Vince il titolo iridato in 125cc e in Moto2™, poi compie il passaggio in MotoGP™ nel 2013. Dopo una battaglia lunga tutta una stagione con Jorge Lorenzo diventa il più giovane campione della categoria siglando una serie infinita di record. Il 2014, la sua consacrazione: vince le prime dieci gare consecutive e, grazie ad altri podi e piazzamenti importanti, conquista la sua quarta iride con tre gare d’anticipo. Il 2015 si rivela impegnativo con una Honda difficile da domare, qualche speranza si accende quando ad Assen passa al telaio dell’anno precedente raggiungendo alla fine il terzo posto in campionato. Nel 2016 torna di forza tra i pretendenti al titolo. Vince due GP e, arrivando costantemente sul podio nelle prime quattro gare, comanda la classifica iridata fino al GP di Francia. Al Mugello è secondo e i successivi podi in Catalogna, ad Assen e a Brno, oltre alla vittoria in Germania, lo rilanciano in vetta alla classifica generale laureandosi campione per la quinta volta.
Inizia il 2017 con l’obiettivo di difendere il trono; non brilla nei primi GP ma, nonostante gli errori e il duello con Andrea Dovizioso, con sei vittorie e altrettanti podi fa suo ancora una volta il titolo della massima cilindrata. È il sei volte campione più giovane della storia. La classe regina è di sua proprietà anche per il 2018: con una tabella di marcia nella quale brillano nove vittorie e cinque podi raggiunge il ‘livello 7’ iridato.
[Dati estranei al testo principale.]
//! gpgpu IR - source model for the kernel translator
//!
//! This crate holds the data shared by every pipeline stage:
//! - Spans and line/column lookup for error locations
//! - Tokens produced by the lexer
//! - The flat, arena-allocated JavaScript AST (`ExprId`/`StmtId` indices)
//! - A stack guard for the recursive passes over that AST

mod arena;
pub mod ast;
mod line_index;
mod span;
pub mod stack;
mod token;

pub use arena::AstArena;
pub use ast::{
    AssignOp, BinaryOp, Declarator, Expr, ExprId, ExprKind, ForInit, Function, FunctionId,
    Literal, LogicalOp, MemberProperty, Param, Program, Property, PropertyKeyKind, Stmt, StmtId,
    StmtKind, UnaryOp, UpdateOp, VarKind,
};
pub use line_index::{LineIndex, Loc};
pub use span::{Span, SpanError};
pub use token::{Token, TokenKind};
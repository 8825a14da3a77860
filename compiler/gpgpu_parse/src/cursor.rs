//! Token cursor for navigating the token stream.

use std::mem;

use gpgpu_ir::{Span, Token, TokenKind};

/// Cursor over a token list whose last entry is always `Eof`.
pub struct Cursor {
    tokens: Vec<Token>,
    pos: usize,
}

impl Cursor {
    pub fn new(tokens: Vec<Token>) -> Self {
        Cursor { tokens, pos: 0 }
    }

    #[inline]
    pub fn current(&self) -> &Token {
        // The lexer always appends `Eof`, and `advance` never steps past it.
        &self.tokens[self.pos.min(self.tokens.len() - 1)]
    }

    #[inline]
    pub fn current_kind(&self) -> &TokenKind {
        &self.current().kind
    }

    #[inline]
    pub fn current_span(&self) -> Span {
        self.current().span
    }

    /// Kind of the token `n` positions ahead (0 is the current token).
    pub fn peek_kind(&self, n: usize) -> &TokenKind {
        let index = (self.pos + n).min(self.tokens.len() - 1);
        &self.tokens[index].kind
    }

    /// Span of the most recently consumed token.
    pub fn previous_span(&self) -> Span {
        if self.pos == 0 {
            Span::DUMMY
        } else {
            self.tokens[self.pos - 1].span
        }
    }

    #[inline]
    pub fn is_at_end(&self) -> bool {
        matches!(self.current_kind(), TokenKind::Eof)
    }

    /// Whether the current token has the same kind as `kind`, ignoring payloads.
    #[inline]
    pub fn check(&self, kind: &TokenKind) -> bool {
        mem::discriminant(self.current_kind()) == mem::discriminant(kind)
    }

    /// Consume and return the current token.
    pub fn advance(&mut self) -> Token {
        let token = self.current().clone();
        if !self.is_at_end() {
            self.pos += 1;
        }
        token
    }

    /// Consume the current token if it matches `kind`.
    pub fn eat(&mut self, kind: &TokenKind) -> bool {
        if self.check(kind) {
            self.advance();
            true
        } else {
            false
        }
    }
}

#[cfg(test)]
mod tests {
    use super::*;

    fn cursor(source: &str) -> Cursor {
        match gpgpu_lexer::lex(source) {
            Ok(tokens) => Cursor::new(tokens),
            Err(e) => panic!("lex failed: {e}"),
        }
    }

    #[test]
    fn advance_stops_at_eof() {
        let mut c = cursor("a");
        assert!(c.check(&TokenKind::Ident(String::new())));
        c.advance();
        assert!(c.is_at_end());
        c.advance();
        assert!(c.is_at_end());
    }

    #[test]
    fn eat_ignores_payload() {
        let mut c = cursor("x ;");
        assert!(c.eat(&TokenKind::Ident(String::new())));
        assert!(!c.eat(&TokenKind::Comma));
        assert!(c.eat(&TokenKind::Semicolon));
        assert_eq!(c.previous_span(), Span::new(2, 3));
    }

    #[test]
    fn peek_past_end_is_eof() {
        let c = cursor("a b");
        assert_eq!(c.peek_kind(1), &TokenKind::Ident("b".into()));
        assert_eq!(c.peek_kind(10), &TokenKind::Eof);
    }
}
Il 2019 inizia in modo pocoa convincente visto il secondo posto firmato in Qatar e la caduta di Termas. Ma è una volta arrivati in Europa che Marquez ingrana la marcia vincendo a Jerez e a Le Mans, in Catalogna e al Sachsenring. All’inizio della pausa estiva il lavoro del catalano è già ben avviato verso l’ottavo titolo. La seconda parte di campionato è sua e a Buriram firma l’ottavo titolo iridato, il sesto in MotoGP™.
Il 2020 avrebbe dovuto essere un altro anno di gloria. Ma è andata diversamente. Caduto a Jerez, si è strapazzato il braccio destro ed è seguito un lungo calvario. Nel 2021 è tornato vincendo tre gare, senza però essere fisicamente a posto. A 2022 iniziato, al Mugello, annuncia di aver deciso di fermarsi per sottoporsi all’ennesima operazione: la sua carriera è a rischio. Rientra ad Aragon circondato dai punti interrogativi. In Giappone si prende la pole, in Australia è sul podio. Nel primo GP del 2023 parte dalla pole ed è sul podio della Sprint. Ma la domenica cade e salta i successivi tre appuntamenti. È una stagione complicata, nella quale sale sul podio solo in Giappone. Decide così di rimettersi in gioco e cambia tutto: passa dalla Honda ufficiale alla Ducati indipendente del team Gresini, con la quale nel 2024 ottiene nove podi e tre vittorie. Viene così promosso al team ufficiale di Borgo Panigale, dove torna il tritatutto di un tempo: ottiene undici vittorie e in Giappone chiude i giochi iridati mettendo il settimo sigillo nella classe regina. Ma poi viene coinvolto in un incidente, in Indonesia, e si fa male. Resta fuori per il resto della stagione. Nel 2026 ha un solo obiettivo: vincere ancora.